Basics of Male Fertility Tests
Statistically, male infertility is the cause of difficulty in conception in 20 percent (sometimes as much as 50 percent) of cases. For this reason it's as important for men to get tested for fertility as it is for women. Often male fertility tests are less invasive and less expensive than women's infertility testing.
The Medical Evaluation
A couple is considered infertile by most doctors if they haven't conceived after 12 months of frequent sex with no family planning or birth control. Technically not conceiving within 12 months doesn't mean a couple is infertile, but they could have impaired fertility and can get pregnant within a year or two after the initial 12 months. A successful pregnancy may require basic infertility treatments.

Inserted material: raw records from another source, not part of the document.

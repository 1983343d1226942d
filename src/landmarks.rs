//! Static landmark registry for the Hitech City district
//!
//! The landmark list is compiled in and built once at process start.
//! Everything downstream (the responder, the map adapter, the marker
//! layer) borrows from this single read-only table.

use std::sync::LazyLock;

use crate::models::{CameraConfig, Category, Landmark};

/// Map center coordinates for Hitech City, Hyderabad (longitude, latitude)
pub const DISTRICT_CENTER: [f64; 2] = [78.3915, 17.4483];

static LANDMARKS: LazyLock<Vec<Landmark>> = LazyLock::new(build_landmarks);

fn landmark(
    id: &str,
    name: &str,
    coordinates: [f64; 2],
    description: &str,
    category: Category,
    height: f64,
    camera: CameraConfig,
) -> Landmark {
    Landmark {
        id: id.to_string(),
        name: name.to_string(),
        coordinates,
        description: description.to_string(),
        category,
        height: Some(height),
        camera,
    }
}

fn build_landmarks() -> Vec<Landmark> {
    vec![
        landmark(
            "cyber-towers",
            "Cyber Towers",
            [78.3824, 17.4503],
            "The iconic symbol of IT Hyderabad, inaugurated in 1998.",
            Category::Tech,
            60.0,
            CameraConfig {
                pitch: 65.0,
                bearing: -30.0,
                zoom: 16.5,
            },
        ),
        landmark(
            "t-hub-2",
            "T-Hub 2.0",
            [78.3756, 17.4412],
            "Worlds largest innovation campus and startup incubator.",
            Category::Tech,
            45.0,
            CameraConfig {
                pitch: 50.0,
                bearing: 10.0,
                zoom: 17.0,
            },
        ),
        landmark(
            "mindspace",
            "Raheja Mindspace",
            [78.3865, 17.4435],
            "A massive IT SEZ housing global giants like Google and Amazon.",
            Category::Tech,
            80.0,
            CameraConfig {
                pitch: 70.0,
                bearing: 45.0,
                zoom: 15.8,
            },
        ),
        landmark(
            "gachibowli",
            "Gachibowli IT Corridor",
            [78.3486, 17.4227],
            "Major IT hub with numerous tech parks and corporate offices.",
            Category::Tech,
            70.0,
            CameraConfig {
                pitch: 60.0,
                bearing: 20.0,
                zoom: 15.5,
            },
        ),
        landmark(
            "financial-district",
            "Financial District",
            [78.3654, 17.4156],
            "Hyderabads emerging financial and business district.",
            Category::Tech,
            90.0,
            CameraConfig {
                pitch: 65.0,
                bearing: -15.0,
                zoom: 16.0,
            },
        ),
        landmark(
            "wipro-campus",
            "Wipro Campus",
            [78.3742, 17.4389],
            "Major Wipro development center in Hitech City.",
            Category::Tech,
            55.0,
            CameraConfig {
                pitch: 55.0,
                bearing: 30.0,
                zoom: 16.2,
            },
        ),
        landmark(
            "ikea-hyd",
            "IKEA Hyderabad",
            [78.3745, 17.4398],
            "Indias first IKEA store, a major retail landmark.",
            Category::Retail,
            30.0,
            CameraConfig {
                pitch: 45.0,
                bearing: 0.0,
                zoom: 16.5,
            },
        ),
        landmark(
            "inorbit-mall",
            "Inorbit Mall",
            [78.3912, 17.4344],
            "One of Hyderabads premier shopping and dining destinations.",
            Category::Retail,
            35.0,
            CameraConfig {
                pitch: 55.0,
                bearing: -20.0,
                zoom: 16.8,
            },
        ),
        landmark(
            "shilparamam",
            "Shilparamam",
            [78.3805, 17.4442],
            "Cultural village and crafts exhibition center.",
            Category::Lifestyle,
            25.0,
            CameraConfig {
                pitch: 50.0,
                bearing: -10.0,
                zoom: 16.5,
            },
        ),
        landmark(
            "hi-tech-metro",
            "Hitech City Metro",
            [78.3845, 17.4485],
            "Metro station connecting Hitech City to the rest of Hyderabad.",
            Category::Transport,
            20.0,
            CameraConfig {
                pitch: 50.0,
                bearing: 0.0,
                zoom: 17.0,
            },
        ),
    ]
}

/// All landmarks in declaration order
#[must_use]
pub fn all() -> &'static [Landmark] {
    &LANDMARKS
}

/// Look up a landmark by its id slug
#[must_use]
pub fn by_id(id: &str) -> Option<&'static Landmark> {
    LANDMARKS.iter().find(|l| l.id == id)
}

/// Find the first landmark whose name or spaced id is contained in the
/// lowercased query text
#[must_use]
pub fn find_in_text(text: &str) -> Option<&'static Landmark> {
    let lower = text.to_lowercase();
    LANDMARKS
        .iter()
        .find(|l| lower.contains(&l.name.to_lowercase()) || lower.contains(&l.id_as_words()))
}

#[cfg(test)]
mod tests {
    use super::*;

    #[test]
    fn test_registry_is_complete() {
        assert_eq!(all().len(), 10);
        assert!(by_id("cyber-towers").is_some());
        assert!(by_id("no-such-place").is_none());
    }

    #[test]
    fn test_find_by_name_is_case_insensitive() {
        let found = find_in_text("Show me CYBER TOWERS please").unwrap();
        assert_eq!(found.id, "cyber-towers");
    }

    #[test]
    fn test_find_by_spaced_id() {
        // "t hub 2" is the id "t-hub-2" with separators replaced
        let found = find_in_text("navigate to t hub 2").unwrap();
        assert_eq!(found.id, "t-hub-2");
    }

    #[test]
    fn test_all_ids_are_unique_slugs() {
        let mut ids: Vec<_> = all().iter().map(|l| l.id.as_str()).collect();
        ids.sort_unstable();
        ids.dedup();
        assert_eq!(ids.len(), all().len());
        for id in ids {
            assert!(!id.contains(' '));
            assert_eq!(id, id.to_lowercase());
        }
    }
}
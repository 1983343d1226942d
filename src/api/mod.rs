//! JSON API for the dashboard frontend
//!
//! All endpoints live under `/api`. The session is a single shared state
//! behind a mutex; the dashboard has no multi-user concerns.

use std::sync::Arc;

use axum::{
    Router,
    extract::{Path, State},
    http::StatusCode,
    response::Json,
    routing::{get, post},
};
use serde::{Deserialize, Serialize};
use serde_json::Value;
use tokio::sync::Mutex;
use tracing::info;

use crate::{
    analytics,
    config::AtlasConfig,
    landmarks,
    map::{self, FlyTo, TileStyle},
    models::{ChatMessage, Landmark},
    session::{QueryOutcome, Session, View},
};

/// Shared state handed to every handler
#[derive(Clone)]
pub struct AppState {
    pub session: Arc<Mutex<Session>>,
    pub config: Arc<AtlasConfig>,
}

impl AppState {
    #[must_use]
    pub fn new(config: AtlasConfig) -> Self {
        Self {
            session: Arc::new(Mutex::new(Session::new())),
            config: Arc::new(config),
        }
    }
}

#[derive(Deserialize)]
pub struct QueryRequest {
    pub prompt: String,
}

#[derive(Deserialize)]
pub struct ViewRequest {
    pub view: View,
}

#[derive(Serialize)]
pub struct SessionSnapshot {
    pub active_view: View,
    pub messages: Vec<ChatMessage>,
    pub map_ready: bool,
}

#[derive(Serialize)]
pub struct StylePayload {
    pub style: &'static str,
    pub document: Value,
    pub load_timeout_seconds: u64,
}

pub fn router(state: AppState) -> Router {
    Router::new()
        .route("/landmarks", get(get_landmarks))
        .route("/landmarks/{id}", get(get_landmark))
        .route("/assistant/query", post(post_query))
        .route("/session", get(get_session))
        .route("/session/view", post(post_view))
        .route("/map/ready", post(post_map_ready))
        .route("/map/focus/{id}", post(post_map_focus))
        .route("/map/reset", post(post_map_reset))
        .route("/map/style/{style}", get(get_map_style))
        .route("/map/markers", get(get_map_markers))
        .route("/analytics", get(get_analytics))
        .with_state(state)
}

async fn get_landmarks() -> Json<&'static [Landmark]> {
    Json(landmarks::all())
}

async fn get_landmark(Path(id): Path<String>) -> Result<Json<Landmark>, StatusCode> {
    landmarks::by_id(&id)
        .cloned()
        .map(Json)
        .ok_or(StatusCode::NOT_FOUND)
}

async fn post_query(
    State(state): State<AppState>,
    Json(request): Json<QueryRequest>,
) -> Result<Json<QueryOutcome>, StatusCode> {
    if request.prompt.trim().is_empty() {
        return Err(StatusCode::UNPROCESSABLE_ENTITY);
    }

    let mut session = state.session.lock().await;
    let outcome = session.submit_query(&request.prompt);
    info!(
        show_map = outcome.response.should_show_map,
        landmark = ?outcome.response.landmark_id,
        "answered query"
    );
    Ok(Json(outcome))
}

async fn get_session(State(state): State<AppState>) -> Json<SessionSnapshot> {
    let session = state.session.lock().await;
    Json(SessionSnapshot {
        active_view: session.active_view(),
        messages: session.messages().to_vec(),
        map_ready: session.map_ready(),
    })
}

async fn post_view(
    State(state): State<AppState>,
    Json(request): Json<ViewRequest>,
) -> StatusCode {
    let mut session = state.session.lock().await;
    session.set_view(request.view);
    StatusCode::OK
}

async fn post_map_ready(State(state): State<AppState>) -> Json<Option<FlyTo>> {
    let mut session = state.session.lock().await;
    Json(session.mark_map_ready())
}

async fn post_map_focus(
    State(state): State<AppState>,
    Path(id): Path<String>,
) -> Json<Option<FlyTo>> {
    let mut session = state.session.lock().await;
    // Unknown ids are a deliberate no-op, not an error
    Json(session.focus_landmark(&id))
}

async fn post_map_reset() -> Json<FlyTo> {
    Json(map::reset_view())
}

async fn get_map_style(
    State(state): State<AppState>,
    Path(style): Path<String>,
) -> Json<StylePayload> {
    let style = TileStyle::from_slug(&style);
    Json(StylePayload {
        style: style.slug(),
        document: map::style_document(style),
        load_timeout_seconds: state.config.map.load_timeout_seconds,
    })
}

async fn get_map_markers() -> Json<Vec<map::Marker>> {
    Json(map::all_markers())
}

async fn get_analytics() -> Json<analytics::AnalyticsSnapshot> {
    Json(analytics::snapshot())
}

Diagnosing or ruling out male infertility begins with a visit to an urologist. The visit involves a basic physical exam and interview. During the interview the doctor will ask about your lifestyle and whether you smoke, exercise or use recreational drugs. You'll be asked if you've had any surgeries and which surgeries you've had. Any medications you're taking will be discussed. Your doctor will also likely discuss your sexual life and if you have any problems with sex. You will be asked if you have ever had or currently have any sexually transmitted diseases.
If a semen analysis is required, the man will need to provide a semen sample. Usually it's done nearby or right in the doctor's office so that an analysis can be done quickly.
The semen will be examined under a microscope. Sperm shape, movement and count will be assessed by a trained expert. In most cases, if there are a high number of normal-shaped sperm, the male fertility is higher. But even men with abnormal sperm or low sperm counts are fertile.
If nothing suspicious shows up in the first test, the doctor may order an additional test to confirm the results. Two normal semen analyses usually mean that the man doesn't have infertility problems. If the analyses show anything irregular, more tests may be needed to figure out the problem.
No semen or sperm (azoospermia) is actually less of a concern than abnormal sperm since no sperm can simply mean a blockage that can be relatively easily fixed with surgery.
Some men have atypical antibodies in their sperm that attack the sperm before it reaches the egg so that conception can't occur. Other times there is nothing wrong with a man's sperm, but the sperm can't get where it needs to go. Sometimes the sperm ejaculates backwards into the bladder in what's medically called retrograde ejaculation. Sometimes there are abnormal veins above the testicles that affect the ability of sperm to properly leave the body. This is usually discovered during a physical exam and is correctable with surgery.